Cain was running for president and had somehow found himself atop the polls in the Republican primary. I was a political reporter for The Associated Press who somehow found myself trailing after him as he rambled through his native Tennessee on a two-day bus tour.
The former Godfather’s Pizza chain boss surprised a lot of people when he began to raise wads of money and surge in the polls. I was scrambling to get to know him and his operation. If there was an operation.
“Is this guy for real?” asked my editor in Washington.
It sure didn’t seem like it as the campaign swing kicked off in Tennessee. Cain’s schedule was being hammered out on the fly. We in the media weren’t completely sure where he was going, and there was no transportation for the press. So, I did what any self-respecting journalist would do: I barreled through red lights trying to keep the candidate’s bus in sight.
The day was long and unseasonably hot for October. One Tea Party rally followed another. Cain was hawking his catchy 9-9-9 economic plan and likening himself to black walnut ice cream. The whole thing had an improvised and rebellious feel. But that was to be expected from a man whose most famous campaign ad showed his mustachioed campaign manager puffing on a cigarette.
The final stop that day was at a barn in the small community of Waverly, about midway between Memphis and Nashville.
I was already looking forward to relaxing at the hotel. But it soon became apparent that this event was different. It took on the feel of a revival meeting. The temperature had cooled and rather than being tired after the day on the road, Cain seemed to come alive in the moonlight on this rural Tennessee farm. The crowd rose to its feet again and again; Cain called and they answered. You could feel the energy buzzing like the cicadas.
And then, out of nowhere, Cain began to sing.

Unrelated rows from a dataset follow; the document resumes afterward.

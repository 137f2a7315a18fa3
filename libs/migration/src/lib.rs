pub use sea_orm_migration::prelude::*;

mod m20250301_000001_create_categories;
mod m20250301_000002_create_tags;
mod m20250301_000003_create_wallpapers;
mod m20250301_000004_create_wallpaper_tags;

pub struct Migrator;

#[async_trait::async_trait]
impl MigratorTrait for Migrator {
    fn migrations() -> Vec<Box<dyn MigrationTrait>> {
        vec![
            Box::new(m20250301_000001_create_categories::Migration),
            Box::new(m20250301_000002_create_tags::Migration),
            Box::new(m20250301_000003_create_wallpapers::Migration),
            Box::new(m20250301_000004_create_wallpaper_tags::Migration),
        ]
    }
}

In a silken baritone perfected through years of gospel training he belted out the spiritual “He Looked Beyond My Faults.”
It felt like a rare moment of grace. People closed their eyes and swayed. It’s worth noting that the crowd that night for Cain, a Black man, appeared to be completely white.
Credit: Ryon Horne
Credit: Ryon Horne
As it turned out, that night may have been the highlight of Cain’s candidacy. A few weeks later he would be accused of sexual harassment. Several more of such claims would ultimately emerge. He denied the allegations but they ultimately helped doom a candidacy that was improbable from the start.
Mitt Romney would go on to win the Republican nomination that year. But he would lose to Barack Obama, who sailed to a second term.
Cain remained a Tea Party darling and went on to star in a nationally syndicated radio show. His political action committee raised hundreds of thousands of dollars to support Republican candidates, and he was an ardent supporter of Donald Trump, whose own offbeat and showman-style candidacy seemed to be the heir apparent to Cain’s ill-fated bid.
Cain died after being photographed without a mask at Trump’s campaign rally in Tulsa, Oklahoma. Whether he contracted COVID-19 there is anyone’s guess. The rally was held against the advice of public health experts. And Cain, who had recovered from cancer, should have known he was in a high-risk category.
But I think of that moonlit October night in rural Tennessee when he moved a barn full of people close to tears.
“I’ll never know why Jesus came to love me so,” Cain sang. “He looked beyond our faults and saw our needs.”
Shannon McCaffrey is a former reporter and editor for The Atlanta Journal-Constitution who is now senior director of Health Sciences Communications at Emory University.